The reality is that reforms such as comrade McAdam outlines are just as likely to be won by the working class if there is a Tory, a Liberal OR a Labour government – this is confirmed by even the most cursory reading of the history of the class struggle this century. All these parties will meet or not meet the demands of the workers’ movement as a result of the balance of forces in the class struggle. Comrade McAdam is wrong to say ‘we fight for these demands to be met by a Labour government’. This perspective is labourism. We need to fight for reforms irrespective of the particular capitalist party in power, in the full knowledge that they will not be gifted to us – we will have to fight for them.

Comrade McAdam is of course correct to point out that the Labour Party is a capitalist party of a special type – it is a capitalist party which has organic links to the trade union leadership; has historically claimed to stand, to one degree or another, for the interests of the working class; and support for it has tended to reflect a rudimentary class consciousness.

However, in the sense in which Labour is a workers party, it is clearly not an independent workers party, but is thoroughly tied to the capitalists. Capitalism has a special purpose for this type of party. Such a party, and its allies in the trade union leadership, will lie to workers – telling us that the reforms we need are just around the corner – and thereby holding back working class struggle against the bosses and the state.

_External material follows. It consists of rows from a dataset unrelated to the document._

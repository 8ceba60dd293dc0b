//! User settings: a TOML-backed record read and patched by scripts.

use std::path::{Path, PathBuf};
use std::sync::Arc;

use rockbox_audio::AudioEngine;
use serde::{Deserialize, Serialize};
use serde_json::{Map, Value};
use tokio::sync::Mutex;

use crate::domains::sound::{sound_setting, SOUND_SETTINGS};
use crate::domains::write_atomic;
use crate::error::{BridgeError, ErrorKind, OpError, RegistryError};
use crate::marshal::{to_script, ArgType, Args, Param, Returns};
use crate::namespace::Namespace;
use crate::registry::{Domain, Operation, Registry};

#[derive(Debug, Clone, PartialEq, Serialize, Deserialize)]
#[serde(default)]
pub struct ReplaygainSettings {
    pub noclip: bool,
    /// 0 track, 1 album, 2 shuffle, 3 off.
    #[serde(rename = "type")]
    pub kind: i32,
    /// Tenths of a dB.
    pub preamp: i32,
}

impl Default for ReplaygainSettings {
    fn default() -> Self {
        Self {
            noclip: false,
            kind: 3,
            preamp: 0,
        }
    }
}

#[derive(Debug, Clone, PartialEq, Serialize, Deserialize)]
#[serde(default)]
pub struct EqBandSetting {
    /// Hz.
    pub cutoff: i32,
    /// Tenths.
    pub q: i32,
    /// Tenths of a dB.
    pub gain: i32,
}

impl Default for EqBandSetting {
    fn default() -> Self {
        Self {
            cutoff: 1000,
            q: 7,
            gain: 0,
        }
    }
}

pub const MAX_EQ_BANDS: usize = 10;

fn default_eq_bands() -> Vec<EqBandSetting> {
    [32, 64, 125, 250, 500, 1000, 2000, 4000, 8000, 16000]
        .into_iter()
        .map(|cutoff| EqBandSetting {
            cutoff,
            ..EqBandSetting::default()
        })
        .collect()
}

/// The persisted settings record. Missing fields in `settings.toml` take
/// their defaults; nested tables come last so the TOML stays flat on top.
#[derive(Debug, Clone, PartialEq, Serialize, Deserialize)]
#[serde(default)]
pub struct UserSettings {
    pub music_dir: String,

    pub volume: i32,
    pub balance: i32,
    pub bass: i32,
    pub treble: i32,
    pub channel_config: i32,
    pub stereo_width: i32,
    pub bass_cutoff: i32,
    pub treble_cutoff: i32,

    pub crossfade: i32,
    pub crossfade_fade_in_delay: i32,
    pub crossfade_fade_out_delay: i32,
    pub crossfade_fade_in_duration: i32,
    pub crossfade_fade_out_duration: i32,
    pub crossfade_fade_out_mixmode: i32,

    pub crossfeed: i32,
    pub crossfeed_direct_gain: i32,
    pub crossfeed_cross_gain: i32,
    pub crossfeed_hf_attenuation: i32,
    pub crossfeed_hf_cutoff: i32,

    pub eq_enabled: bool,
    pub eq_precut: i32,

    pub beep: i32,
    pub keyclick: i32,
    pub dithering_enabled: bool,
    pub timestretch_enabled: bool,

    pub repeat_mode: i32,
    pub single_mode: bool,
    pub party_mode: bool,
    pub playlist_shuffle: bool,
    pub fade_on_stop: bool,
    pub warnon_erase_dynplaylist: bool,
    pub keep_current_track_on_replace_playlist: bool,
    pub recursive_dir_insert: i32,

    pub replaygain_settings: ReplaygainSettings,
    pub eq_band_settings: Vec<EqBandSetting>,
}

impl Default for UserSettings {
    fn default() -> Self {
        Self {
            music_dir: String::new(),
            volume: -25,
            balance: 0,
            bass: 0,
            treble: 0,
            channel_config: 0,
            stereo_width: 100,
            bass_cutoff: 0,
            treble_cutoff: 0,
            crossfade: 0,
            crossfade_fade_in_delay: 0,
            crossfade_fade_out_delay: 0,
            crossfade_fade_in_duration: 2,
            crossfade_fade_out_duration: 2,
            crossfade_fade_out_mixmode: 0,
            crossfeed: 0,
            crossfeed_direct_gain: -15,
            crossfeed_cross_gain: -60,
            crossfeed_hf_attenuation: -160,
            crossfeed_hf_cutoff: 700,
            eq_enabled: false,
            eq_precut: 0,
            beep: 0,
            keyclick: 0,
            dithering_enabled: false,
            timestretch_enabled: false,
            repeat_mode: 0,
            single_mode: false,
            party_mode: false,
            playlist_shuffle: false,
            fade_on_stop: true,
            warnon_erase_dynplaylist: true,
            keep_current_track_on_replace_playlist: false,
            recursive_dir_insert: 0,
            replaygain_settings: ReplaygainSettings::default(),
            eq_band_settings: default_eq_bands(),
        }
    }
}

fn check_range(field: &str, value: i32, min: i32, max: i32) -> Result<(), OpError> {
    if value < min || value > max {
        return Err(OpError::argument(
            field,
            format!("{value} is outside {min}..={max}"),
        ));
    }
    Ok(())
}

impl UserSettings {
    /// Current value of a sound setting by name.
    pub fn sound_value(&self, name: &str) -> Option<i32> {
        match name {
            "volume" => Some(self.volume),
            "balance" => Some(self.balance),
            "bass" => Some(self.bass),
            "treble" => Some(self.treble),
            "channel_config" => Some(self.channel_config),
            "stereo_width" => Some(self.stereo_width),
            _ => None,
        }
    }

    fn sound_value_mut(&mut self, name: &str) -> Option<&mut i32> {
        match name {
            "volume" => Some(&mut self.volume),
            "balance" => Some(&mut self.balance),
            "bass" => Some(&mut self.bass),
            "treble" => Some(&mut self.treble),
            "channel_config" => Some(&mut self.channel_config),
            "stereo_width" => Some(&mut self.stereo_width),
            _ => None,
        }
    }

    pub fn validate(&self) -> Result<(), OpError> {
        for setting in SOUND_SETTINGS.iter() {
            if let Some(value) = self.sound_value(setting.name) {
                check_range(setting.name, value, setting.min, setting.max)?;
            }
        }
        check_range("repeat_mode", self.repeat_mode, 0, 4)?;
        check_range("crossfade", self.crossfade, 0, 6)?;
        check_range("crossfeed", self.crossfeed, 0, 2)?;
        check_range("recursive_dir_insert", self.recursive_dir_insert, 0, 2)?;
        check_range("beep", self.beep, 0, 3)?;
        check_range("keyclick", self.keyclick, 0, 3)?;
        check_range("eq_precut", self.eq_precut, 0, 240)?;
        check_range("replaygain_settings.type", self.replaygain_settings.kind, 0, 3)?;
        check_range(
            "replaygain_settings.preamp",
            self.replaygain_settings.preamp,
            -120,
            120,
        )?;
        if self.eq_band_settings.len() > MAX_EQ_BANDS {
            return Err(OpError::argument(
                "eq_band_settings",
                format!("at most {MAX_EQ_BANDS} bands"),
            ));
        }
        for (i, band) in self.eq_band_settings.iter().enumerate() {
            check_range(&format!("eq_band_settings[{i}].gain"), band.gain, -240, 240)?;
            check_range(&format!("eq_band_settings[{i}].q"), band.q, 1, 640)?;
            check_range(&format!("eq_band_settings[{i}].cutoff"), band.cutoff, 20, 22050)?;
        }
        Ok(())
    }
}

/// Merge `patch` into `target`, collecting keys `target` does not have.
fn merge_into(target: &mut Map<String, Value>, patch: Map<String, Value>, prefix: &str, unknown: &mut Vec<String>) {
    for (key, value) in patch {
        let path = if prefix.is_empty() {
            key.clone()
        } else {
            format!("{prefix}.{key}")
        };
        match (target.get_mut(&key), value) {
            (None, _) => unknown.push(path),
            (Some(Value::Object(nested)), Value::Object(inner)) => {
                merge_into(nested, inner, &path, unknown)
            }
            (Some(slot), value) => *slot = value,
        }
    }
}

// ─── Domain ─────────────────────────────────────────────────────────────

pub struct SettingsDomain {
    path: PathBuf,
    state: Mutex<UserSettings>,
    engine: Arc<dyn AudioEngine>,
}

impl SettingsDomain {
    /// Load `path` if present, otherwise start from `defaults`.
    pub async fn load(
        path: impl Into<PathBuf>,
        defaults: UserSettings,
        engine: Arc<dyn AudioEngine>,
    ) -> Result<Self, BridgeError> {
        let path = path.into();
        let settings = match tokio::fs::read_to_string(&path).await {
            Ok(contents) => {
                let settings: UserSettings = toml::from_str(&contents)?;
                tracing::info!(path = %path.display(), "settings loaded");
                settings
            }
            Err(e) if e.kind() == std::io::ErrorKind::NotFound => defaults,
            Err(e) => return Err(e.into()),
        };
        Ok(Self {
            path,
            state: Mutex::new(settings),
            engine,
        })
    }

    pub fn path(&self) -> &Path {
        &self.path
    }

    pub async fn snapshot(&self) -> UserSettings {
        self.state.lock().await.clone()
    }

    /// Apply a partial record. Nothing changes unless every field is known
    /// and the merged record validates. `music_dir` is fixed at startup.
    pub async fn save(&self, patch: Map<String, Value>) -> Result<UserSettings, OpError> {
        let mut state = self.state.lock().await;

        let mut merged = match to_script(&*state)? {
            Value::Object(map) => map,
            _ => return Err(OpError::Internal("settings are not a record".into())),
        };
        let mut unknown = Vec::new();
        merge_into(&mut merged, patch, "", &mut unknown);
        if !unknown.is_empty() {
            return Err(OpError::argument(
                "settings",
                format!("unknown fields: {}", unknown.join(", ")),
            ));
        }

        let next: UserSettings = serde_json::from_value(Value::Object(merged))
            .map_err(|e| OpError::argument("settings", e.to_string()))?;
        if next.music_dir != state.music_dir {
            return Err(OpError::argument("settings", "music_dir is read-only"));
        }
        next.validate()?;

        self.commit(&mut state, next).await
    }

    /// Read-modify-write one sound value under the settings lock. Returns
    /// the value before and after.
    pub async fn update_sound(
        &self,
        name: &str,
        update: impl FnOnce(i32) -> i32,
    ) -> Result<(i32, i32), OpError> {
        if sound_setting(name).is_none() {
            return Err(OpError::argument("setting", format!("unknown sound setting `{name}`")));
        }
        let mut state = self.state.lock().await;
        let current = state
            .sound_value(name)
            .ok_or_else(|| OpError::Internal(format!("sound setting `{name}` has no value")))?;
        let target = update(current);
        if target == current {
            return Ok((current, current));
        }

        let mut next = state.clone();
        if let Some(slot) = next.sound_value_mut(name) {
            *slot = target;
        }
        next.validate()?;
        self.commit(&mut state, next).await?;
        Ok((current, target))
    }

    /// Store one sound value.
    pub async fn store_sound(&self, name: &str, value: i32) -> Result<(), OpError> {
        self.update_sound(name, |_| value).await.map(|_| ())
    }

    /// Push changed sound values to the engine, write the file, then swap
    /// the state. On failure the engine gets its previous values back.
    async fn commit(&self, state: &mut UserSettings, next: UserSettings) -> Result<UserSettings, OpError> {
        let mut applied: Vec<(&'static str, i32)> = Vec::new();
        for setting in SOUND_SETTINGS.iter() {
            let (old, new) = (state.sound_value(setting.name), next.sound_value(setting.name));
            if let (Some(old), Some(new)) = (old, new) {
                if old != new {
                    if let Err(e) = self.engine.set_sound(setting.name, new).await {
                        self.restore_sound(&applied).await;
                        return Err(e.into());
                    }
                    applied.push((setting.name, old));
                }
            }
        }

        if let Err(e) = self.persist(&next).await {
            self.restore_sound(&applied).await;
            return Err(e);
        }

        *state = next.clone();
        tracing::debug!(path = %self.path.display(), "settings saved");
        Ok(next)
    }

    async fn persist(&self, settings: &UserSettings) -> Result<(), OpError> {
        let contents = toml::to_string_pretty(settings).map_err(|e| {
            tracing::error!("failed to encode settings: {e}");
            OpError::Storage("settings could not be encoded".into())
        })?;
        write_atomic(&self.path, contents.into_bytes()).await?;
        Ok(())
    }

    async fn restore_sound(&self, applied: &[(&'static str, i32)]) {
        for (name, old) in applied.iter().rev() {
            if let Err(e) = self.engine.set_sound(name, *old).await {
                tracing::warn!(setting = %name, "failed to restore sound setting: {e}");
            }
        }
    }
}

#[derive(Deserialize)]
struct SaveArgs {
    settings: Map<String, Value>,
}

/// Register `settings.*` and return its namespace.
pub fn register(registry: &Registry, settings: Arc<SettingsDomain>) -> Result<Namespace, RegistryError> {
    let domain = settings.clone();
    registry.register(
        Operation::task(Domain::Settings, "getGlobalSettings", move |_| {
            let settings = domain.clone();
            async move { to_script(&settings.snapshot().await) }
        })
        .returns(Returns::Record("UserSettings")),
    )?;

    let domain = settings;
    registry.register(
        Operation::task(Domain::Settings, "saveSettings", move |args: Args| {
            let settings = domain.clone();
            async move {
                let SaveArgs { settings: patch } = args.parse()?;
                to_script(&settings.save(patch).await?)
            }
        })
        .param(Param::required("settings", ArgType::Object))
        .returns(Returns::Record("UserSettings"))
        .fails(&[ErrorKind::StorageError]),
    )?;

    Ok(Namespace::new()
        .method("getGlobalSettings", "settings.getGlobalSettings")
        .method("saveSettings", "settings.saveSettings")
        .under("settings"))
}

// ─── Tests ──────────────────────────────────────────────────────────────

Its contradictory nature does, therefore, present us with the problem of how to expose the Labour Party’s false claims of acting in any way in the interests of the working class.

The tactic of critical support, which comrade McAdam seeks to apply to the coming election, can be useful in intersecting this kind of rudimentary class consciousness. When a party claims to stand in the interests of the working class and significant numbers of workers are taken in by this, we might say that we will vote with them in the interests of the working class having its own political organisations, but that we have no confidence that this party is capable of destroying capitalism and really fighting for working class interests. For instance, we might want to apply this kind of principle to Militant Labour or other working class organisations standing in seats where there is no SLP candidate.

In the case of Labour, however, we see a party that does not even pretend to stand for the interests of the working class. Workers know this. Those who vote Labour will do so out of a lesser-evil type desire to get rid of the Tories. Indeed this type of lesser-evil illusion which comrade McAdam seeks to intersect will see workers in some electorates voting for the Liberals.

I have heard other comrades in the SLP argue that we should not vote for all Labour candidates, just those on the left wing of Labour, the Campaign Group and so on, because they stand for demands in the interests of the working class. I think this perspective is also wrong. Whatever they claim to stand for, they are still a part of Blair’s party and, as such, are standing in the election the same programme. We need to call on these comrades to break from this capitalist programme, whatever the organisational consequences. We could then support them on the basis of standing for the independent interests of the working class.

For the SLP to grow and become the kind of party the working class needs, we need to be an alternative to Labour, and to assert the necessity for the working class to have its own independent organisations.

A vote to Blair’s ‘New’ Labour Party in the coming general election will not help us win class conscious workers away from labourism towards a higher revolutionary class consciousness. To do this, and for the SLP to grow and become the kind of party the working class needs, we need to be an alternative to Labour, and to assert the necessity for the working class to have its own independent organisations. To call for a vote for ‘New’ Labour would be completely counterposed to this!